圧倒的な手数を維持しながらディフェンスでも優れていることは、極めて困難である。それこそが、フルスロットルで前進するプレッシャーファイターが、ボクシング界の最高峰ではほとんど存在しない理由の一つだ。どこかの段階で、ディフェンスの綻びは、同じくトップレベルの相手に対して致命的な代償を伴う。
しかし、セペダが他の“手数型ファイター”と一線を画しているのは、同時代の選手たちと比較して、被弾率が圧倒的に低いという点だ。もちろん、今回対戦する
スティーブンソンは、セペダのキャリアにおいて間違いなく最強の相手であり、プライヤーやロペスのような殿堂入り級の選手との比較には限界があることも留意すべきだが、それでもセペダの被弾率は際立っている。具体的には、セペダの相手は平均してパンチ全体の21%、ジャブの12%、パワーパンチの28%しか命中させていない。この「21%」という被打率は、ボクシング界全体の統計においてトップ10圏内に迫る数字であり、参考までに第10位にランクされているデビン・ヘイニーの数値は20.6%である。つまり、セペダは手数の多さに加えて、現代ボクシングにおける上位クラスのディフェンス指標も持ち合わせている、極めて稀有な存在と言える。
セペダが相手の攻撃をある程度抑えることができている理由を数字から探るなら、そのヒントは「ジャブの使用頻度」にあるかもしれない。一般的に、手数型のファイターと聞くと、ひたすら前に出てフックを振り回すイメージが強い。しかしセペダは、確かに接近戦では1ラウンドあたり平均55.4発のパワーパンチを放っており、これは全ボクサー中で3位という驚異的な数字だが、それに至るまでの過程で「ジャブを使って距離を詰める」ことができる選手でもある。

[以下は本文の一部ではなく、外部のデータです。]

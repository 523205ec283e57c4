//! wikistreams CLI: watch Wikimedia change events from the terminal.
//!
//! Usage:
//! ```bash
//! # Every change on every wiki
//! wikistreams tail
//!
//! # Only Wikipedias, as JSON, stop after 20 events
//! wikistreams tail --origin '*.wikipedia.org' --json --limit 20
//!
//! # Keep going across disconnects, resuming from the last event seen
//! wikistreams tail --reconnect --since 2023-01-01T00:00:00Z
//!
//! # Show the request URL without connecting
//! wikistreams url --since 2023-01-01T00:00:00Z
//! ```
//!
//! `WIKISTREAMS_ENDPOINT`, `WIKISTREAMS_SINCE` and `WIKISTREAMS_ORIGIN`
//! provide defaults for the matching flags.

use anyhow::{bail, Context, Result};
use clap::{Args, Parser, Subcommand};
use std::time::Duration;
use tokio::sync::Notify;
use tracing::{info, warn};
use tracing_subscriber::{fmt, layer::SubscriberExt, util::SubscriberInitExt, EnvFilter};

use wikistreams::{
    RecentChangesEvent, RecentChangesStream, SseClientConfig, SseTransport, StreamConfig,
};

const INITIAL_BACKOFF: Duration = Duration::from_millis(500);
const MAX_BACKOFF: Duration = Duration::from_secs(60);

#[derive(Parser)]
#[command(
    name = "wikistreams",
    about = "Tail the Wikimedia recent-changes event stream",
    version
)]
struct Cli {
    /// Debug-level logging (RUST_LOG takes precedence)
    #[arg(short, long, global = true)]
    verbose: bool,

    /// Emit logs as JSON
    #[arg(long, global = true)]
    log_json: bool,

    #[command(subcommand)]
    command: Commands,
}

#[derive(Subcommand)]
enum Commands {
    /// Print recent changes as they happen
    Tail(TailArgs),
    /// Print the request URL that `tail` would connect to
    Url(StreamArgs),
}

#[derive(Args)]
struct StreamArgs {
    /// Base URL of the EventStreams service
    #[arg(long)]
    endpoint: Option<String>,
    /// Only show events from matching domains, e.g. "*.wikipedia.org"
    #[arg(long)]
    origin: Option<String>,
    /// Start from this ISO 8601 timestamp
    #[arg(long)]
    since: Option<String>,
}

impl StreamArgs {
    fn to_config(&self) -> StreamConfig {
        let mut config = StreamConfig::from_env();
        if let Some(endpoint) = &self.endpoint {
            config.endpoint = endpoint.clone();
        }
        if let Some(origin) = &self.origin {
            config.origin_filter = Some(origin.clone());
        }
        if let Some(since) = &self.since {
            config.since = Some(since.clone());
        }
        config
    }
}

#[derive(Args)]
struct TailArgs {
    #[command(flatten)]
    stream: StreamArgs,
    /// Print each event as a JSON line
    #[arg(long)]
    json: bool,
    /// Reconnect after errors, resuming from the last event received
    #[arg(long)]
    reconnect: bool,
    /// Exit after this many events
    #[arg(long)]
    limit: Option<u64>,
    /// User-Agent sent to the server
    #[arg(long)]
    user_agent: Option<String>,
}

#[tokio::main]
async fn main() -> Result<()> {
    let cli = Cli::parse();
    init_tracing(cli.verbose, cli.log_json);

    match cli.command {
        Commands::Tail(args) => cmd_tail(args).await,
        Commands::Url(args) => cmd_url(&args),
    }
}

fn init_tracing(verbose: bool, json: bool) {
    let default_level = if verbose { "debug" } else { "info" };
    let filter =
        EnvFilter::try_from_default_env().unwrap_or_else(|_| EnvFilter::new(default_level));

    if json {
        tracing_subscriber::registry()
            .with(filter)
            .with(fmt::layer().json().with_writer(std::io::stderr))
            .init();
    } else {
        tracing_subscriber::registry()
            .with(filter)
            .with(fmt::layer().with_writer(std::io::stderr))
            .init();
    }
}

fn cmd_url(args: &StreamArgs) -> Result<()> {
    let stream = RecentChangesStream::from_config(&args.to_config())
        .context("invalid stream configuration")?;
    println!("{}", stream.request_url());
    Ok(())
}

async fn cmd_tail(args: TailArgs) -> Result<()> {
    let config = args.stream.to_config();
    let mut sse = SseClientConfig::default();
    if let Some(ua) = &args.user_agent {
        sse = sse.with_user_agent(ua.as_str());
    }
    let mut stream =
        RecentChangesStream::from_config_with_transport(&config, SseTransport::new(sse))
            .context("invalid stream configuration")?;

    let done = Notify::new();
    let mut delivered = 0u64;
    let mut last_dt = config.since.clone();
    let mut backoff = INITIAL_BACKOFF;

    loop {
        if let Some(dt) = &last_dt {
            stream.resume_since(dt.as_str());
        }
        info!(url = %stream.request_url(), "tailing recent changes");

        let mut received = 0u64;
        let result = tokio::select! {
            r = stream.run(
                |ev| {
                    if args.limit.is_some_and(|n| delivered >= n) {
                        return;
                    }
                    print_event(ev, args.json);
                    delivered += 1;
                    received += 1;
                    last_dt = Some(ev.meta.dt.clone());
                    if args.limit.is_some_and(|n| delivered >= n) {
                        done.notify_one();
                    }
                },
                |err| eprintln!("{err}"),
            ) => r,
            _ = done.notified() => return Ok(()),
            _ = tokio::signal::ctrl_c() => {
                info!("interrupted");
                return Ok(());
            }
        };

        if received > 0 {
            backoff = INITIAL_BACKOFF;
        }
        match result {
            Ok(()) if !args.reconnect => return Ok(()),
            Ok(()) => warn!("server closed the stream, reconnecting in {backoff:?}"),
            Err(e) if !args.reconnect => return Err(e.into()),
            Err(e) if !e.is_retryable() => bail!("giving up: {e}"),
            Err(e) => warn!(error = %e, "stream failed, reconnecting in {backoff:?}"),
        }
        tokio::time::sleep(backoff).await;
        backoff = (backoff * 2).min(MAX_BACKOFF);
    }
}

fn print_event(ev: &RecentChangesEvent, json: bool) {
    if json {
        match serde_json::to_string(ev) {
            Ok(line) => println!("{line}"),
            Err(e) => eprintln!("failed to encode event: {e}"),
        }
    } else {
        println!("{}", summarize(ev));
    }
}

/// One-line human-readable summary of an event.
fn summarize(ev: &RecentChangesEvent) -> String {
    let mut line = format!("[{}] {} {} \"{}\" by {}", ev.meta.dt, ev.meta.domain, ev.kind, ev.title, ev.user);
    if !ev.log_type.is_empty() {
        line.push_str(&format!(" ({})", ev.log_type));
    }
    if ev.kind == "edit" || ev.kind == "new" {
        line.push_str(&format!(" {:+}", ev.length_delta()));
    }
    if ev.bot {
        line.push_str(" [bot]");
    }
    line
}

#[cfg(test)]
mod tests {
    use super::*;
    use wikistreams::Metadata;

    fn edit() -> RecentChangesEvent {
        RecentChangesEvent {
            meta: Metadata {
                domain: "en.wikipedia.org".into(),
                dt: "2023-01-01T00:00:00Z".into(),
                ..Default::default()
            },
            kind: "edit".into(),
            title: "Main Page".into(),
            user: "Alice".into(),
            length: wikistreams::NewOld { new: 90, old: 100 },
            ..Default::default()
        }
    }

    #[test]
    fn summary_of_edit_shows_delta() {
        assert_eq!(
            summarize(&edit()),
            "[2023-01-01T00:00:00Z] en.wikipedia.org edit \"Main Page\" by Alice -10"
        );
    }

    #[test]
    fn summary_of_bot_log_action() {
        let ev = RecentChangesEvent {
            kind: "log".into(),
            log_type: "block".into(),
            bot: true,
            ..edit()
        };
        assert_eq!(
            summarize(&ev),
            "[2023-01-01T00:00:00Z] en.wikipedia.org log \"Main Page\" by Alice (block) [bot]"
        );
    }

    #[test]
    fn flags_override_config() {
        let args = StreamArgs {
            endpoint: Some("http://localhost:1/".into()),
            origin: Some("*.wikiquote.org".into()),
            since: None,
        };
        let config = args.to_config();
        assert_eq!(config.endpoint, "http://localhost:1/");
        assert_eq!(config.origin_filter.as_deref(), Some("*.wikiquote.org"));
    }
}
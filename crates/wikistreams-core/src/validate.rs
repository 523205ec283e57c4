//! Metadata validation.

use crate::error::UnexpectedSchemaError;
use crate::event::Metadata;
use crate::filter::OriginFilter;

/// Checks an event's metadata against the stream's expected schema and
/// optional origin filter. Holds no state beyond its borrowed inputs.
#[derive(Debug, Clone, Copy)]
pub struct Validator<'a> {
    expected_schema: &'a str,
    origin: Option<&'a OriginFilter>,
}

impl<'a> Validator<'a> {
    pub fn new(expected_schema: &'a str, origin: Option<&'a OriginFilter>) -> Self {
        Self {
            expected_schema,
            origin,
        }
    }

    pub fn expected_schema(&self) -> &str {
        self.expected_schema
    }

    /// `Err` on schema mismatch; `Ok(false)` when the origin filter rejects
    /// the event's domain; `Ok(true)` when the event should be delivered.
    pub fn validate(&self, meta: &Metadata) -> Result<bool, UnexpectedSchemaError> {
        if meta.schema_uri != self.expected_schema {
            return Err(UnexpectedSchemaError::new(
                meta.schema_uri.as_str(),
                self.expected_schema,
            ));
        }
        if let Some(origin) = self.origin {
            if !origin.matches(&meta.domain) {
                return Ok(false);
            }
        }
        Ok(true)
    }
}
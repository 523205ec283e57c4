//! `StreamCore` and the typed `EventStream` built on it.

use futures::StreamExt;
use std::marker::PhantomData;
use tracing::{debug, trace};
use url::form_urlencoded;

use wikistreams_core::{
    FilterError, Frame, FrameError, FrameTransport, OriginFilter, StreamError, Validator,
};
use wikistreams_sse::SseTransport;

use crate::config::{StreamConfig, DEFAULT_ENDPOINT};
use crate::dispatch::{classify, Outcome};
use crate::kind::{RecentChanges, StreamKind};

/// Connection settings plus the transport that serves them.
///
/// Configuration methods take `&mut self` and `run` takes `&self`, so a
/// stream cannot be reconfigured while it is running. Changes made after
/// `run` returns apply to the next `run`.
pub struct StreamCore<T = SseTransport> {
    endpoint: String,
    since: Option<String>,
    origin: Option<OriginFilter>,
    transport: T,
}

impl<T: FrameTransport> StreamCore<T> {
    pub fn new(transport: T) -> Self {
        Self {
            endpoint: DEFAULT_ENDPOINT.to_string(),
            since: None,
            origin: None,
            transport,
        }
    }

    /// Build from `config`, compiling its origin filter if present.
    pub fn from_config(config: &StreamConfig, transport: T) -> Result<Self, FilterError> {
        let mut core = Self::new(transport);
        core.set_endpoint(config.endpoint.as_str());
        if let Some(since) = &config.since {
            core.resume_since(since.as_str());
        }
        if let Some(pattern) = &config.origin_filter {
            core.filter_by_origin(pattern.as_str())?;
        }
        Ok(core)
    }

    /// Override the base URL. Not validated; a bad URL fails at `run`.
    /// An empty string restores the default endpoint.
    pub fn set_endpoint(&mut self, url: impl Into<String>) -> &mut Self {
        self.endpoint = url.into();
        self
    }

    /// Only deliver events whose `meta.domain` matches `pattern`, either a
    /// literal domain ("en.wikipedia.org") or a masked one ("*.wikibooks.org").
    /// On error the previous filter is kept.
    pub fn filter_by_origin(&mut self, pattern: impl Into<String>) -> Result<&mut Self, FilterError> {
        self.origin = Some(OriginFilter::compile(pattern)?);
        Ok(self)
    }

    /// Start reading from an ISO 8601 timestamp in the past, typically the
    /// `meta.dt` of the last event handled before a disconnect.
    pub fn resume_since(&mut self, timestamp: impl Into<String>) -> &mut Self {
        self.since = Some(timestamp.into());
        self
    }

    pub fn endpoint(&self) -> &str {
        if self.endpoint.is_empty() {
            DEFAULT_ENDPOINT
        } else {
            &self.endpoint
        }
    }

    pub fn origin_filter(&self) -> Option<&OriginFilter> {
        self.origin.as_ref()
    }

    pub fn since(&self) -> Option<&str> {
        self.since.as_deref()
    }

    pub fn transport(&self) -> &T {
        &self.transport
    }

    /// Full request URL for the stream at `path`.
    pub fn request_url(&self, path: &str) -> String {
        let mut url = format!("{}{}", self.endpoint(), path);
        if let Some(since) = &self.since {
            url.push_str("?since=");
            url.extend(form_urlencoded::byte_serialize(since.as_bytes()));
        }
        url
    }

    /// Connect to `path` and call `on_frame` for every non-empty frame until
    /// the connection ends. Returns `Ok(())` on a clean close and the
    /// transport's error otherwise. The connection is released on return.
    pub async fn run<F>(
        &self,
        path: &str,
        expected_schema: &str,
        mut on_frame: F,
    ) -> Result<(), StreamError>
    where
        F: FnMut(&Frame, &Validator<'_>),
    {
        let url = self.request_url(path);
        let validator = Validator::new(expected_schema, self.origin.as_ref());
        let mut frames = self.transport.connect(&url).await?;

        while let Some(item) = frames.next().await {
            let frame = item?;
            if frame.is_empty() {
                trace!("skipping empty frame");
                continue;
            }
            on_frame(&frame, &validator);
        }

        debug!(url = %url, "event stream closed");
        Ok(())
    }
}

/// A stream bound to one feed kind `K`.
pub struct EventStream<K: StreamKind, T = SseTransport> {
    core: StreamCore<T>,
    _kind: PhantomData<fn() -> K>,
}

/// Stream of every change on every Wikimedia wiki.
pub type RecentChangesStream<T = SseTransport> = EventStream<RecentChanges, T>;

impl<K: StreamKind> EventStream<K, SseTransport> {
    /// Stream with default settings over the SSE transport.
    pub fn new() -> Self {
        Self::with_transport(SseTransport::default())
    }

    pub fn from_config(config: &StreamConfig) -> Result<Self, FilterError> {
        Self::from_config_with_transport(config, SseTransport::default())
    }
}

impl<K: StreamKind> Default for EventStream<K, SseTransport> {
    fn default() -> Self {
        Self::new()
    }
}

impl<K: StreamKind, T: FrameTransport> EventStream<K, T> {
    pub fn with_transport(transport: T) -> Self {
        Self {
            core: StreamCore::new(transport),
            _kind: PhantomData,
        }
    }

    pub fn from_config_with_transport(config: &StreamConfig, transport: T) -> Result<Self, FilterError> {
        Ok(Self {
            core: StreamCore::from_config(config, transport)?,
            _kind: PhantomData,
        })
    }

    /// See [`StreamCore::set_endpoint`].
    pub fn set_endpoint(&mut self, url: impl Into<String>) -> &mut Self {
        self.core.set_endpoint(url);
        self
    }

    /// See [`StreamCore::filter_by_origin`].
    pub fn filter_by_origin(&mut self, pattern: impl Into<String>) -> Result<&mut Self, FilterError> {
        self.core.filter_by_origin(pattern)?;
        Ok(self)
    }

    /// See [`StreamCore::resume_since`].
    pub fn resume_since(&mut self, timestamp: impl Into<String>) -> &mut Self {
        self.core.resume_since(timestamp);
        self
    }

    pub fn core(&self) -> &StreamCore<T> {
        &self.core
    }

    pub fn request_url(&self) -> String {
        self.core.request_url(K::PATH)
    }

    /// Connect and process events until the connection ends.
    ///
    /// Each frame is decoded and validated before the next one is read.
    /// `receive` gets every accepted event, `handle_error` every decode
    /// failure or schema mismatch; neither stops the stream. Events from
    /// domains rejected by the origin filter are dropped silently.
    ///
    /// Returns the terminal connection error, or `Ok(())` if the server
    /// closed the stream. No reconnect is attempted; to cancel, drop the
    /// future (e.g. from `tokio::select!`), which closes the connection.
    pub async fn run<R, H>(&self, mut receive: R, mut handle_error: H) -> Result<(), StreamError>
    where
        R: FnMut(&K::Event),
        H: FnMut(FrameError),
    {
        self.core
            .run(K::PATH, K::SCHEMA, |frame, validator| {
                match classify::<K::Event>(&frame.data, validator) {
                    Outcome::Accepted(event) => receive(&event),
                    Outcome::Rejected(err) => handle_error(err),
                    Outcome::Dropped => trace!("event dropped by origin filter"),
                }
            })
            .await
    }
}

#[cfg(test)]
mod tests {
    use super::*;

    #[test]
    fn default_url() {
        let stream = RecentChangesStream::new();
        assert_eq!(stream.core().since(), None);
        assert!(stream.core().transport().config().user_agent.starts_with("wikistreams/"));
        assert_eq!(
            stream.request_url(),
            "https://stream.wikimedia.org/v2/stream/recentchange"
        );
    }

    #[test]
    fn since_is_percent_encoded() {
        let mut stream = RecentChangesStream::new();
        stream.resume_since("2023-01-01T00:00:00Z");
        assert_eq!(stream.core().since(), Some("2023-01-01T00:00:00Z"));
        assert_eq!(
            stream.request_url(),
            "https://stream.wikimedia.org/v2/stream/recentchange?since=2023-01-01T00%3A00%3A00Z"
        );
    }

    #[test]
    fn since_with_offset_encodes_plus() {
        let mut stream = RecentChangesStream::new();
        stream.resume_since("2023-01-01T00:00:00+02:00");
        assert!(stream.request_url().ends_with("?since=2023-01-01T00%3A00%3A00%2B02%3A00"));
    }

    #[test]
    fn custom_endpoint_is_used_verbatim() {
        let mut stream = RecentChangesStream::new();
        stream.set_endpoint("http://localhost:8092/v2/stream/");
        assert_eq!(stream.request_url(), "http://localhost:8092/v2/stream/recentchange");

        stream.set_endpoint("");
        assert_eq!(stream.core().endpoint(), DEFAULT_ENDPOINT);
    }

    #[test]
    fn bad_filter_keeps_previous_one() {
        let mut stream = RecentChangesStream::new();
        stream.filter_by_origin("*.wikipedia.org").unwrap();
        assert!(stream.filter_by_origin("[").is_err());
        assert_eq!(stream.core().origin_filter().map(|f| f.pattern()), Some("*.wikipedia.org"));
    }

    #[test]
    fn from_config_applies_every_field() {
        let config = StreamConfig {
            endpoint: "http://127.0.0.1:9000/".into(),
            since: Some("2023-06-01T10:00:00Z".into()),
            origin_filter: Some("*.wiktionary.org".into()),
        };
        let stream = RecentChangesStream::from_config(&config).unwrap();
        assert_eq!(
            stream.request_url(),
            "http://127.0.0.1:9000/recentchange?since=2023-06-01T10%3A00%3A00Z"
        );
        assert!(stream.core().origin_filter().unwrap().matches("fr.wiktionary.org"));
    }

    #[test]
    fn from_config_rejects_bad_filter() {
        let config = StreamConfig {
            origin_filter: Some("(".into()),
            ..Default::default()
        };
        assert!(RecentChangesStream::from_config(&config).is_err());
    }
}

彼は1ラウンドあたり平均38.5発のジャブを放っており、この数値は、日本の名手・
寺地拳四朗に次ぐ、ボクシング界でもトップクラスの数字だ。
だが、それがスティーブンソン相手にどこまで通用するのか。スティーブンソンは、1ラウンドあたりの被弾がわずか5.4発で、被打率もわずか14%。そして、彼自身はパワーパンチの46.7%を命中させており、セペダのディフェンス、そして顎(チン)がその精密な攻撃に耐えられるかどうかが問われる。
音楽に例えるなら、セペダはドラム担当でテンポを刻む男。スティーブンソンはベースで、リズム全体をコントロールする存在だ。果たしてこの試合は、どちらの「音量(ヴォリューム)」で演奏されるのか――そして我々が思わず首を振りたくなるような名演奏となるのか、それが問われている。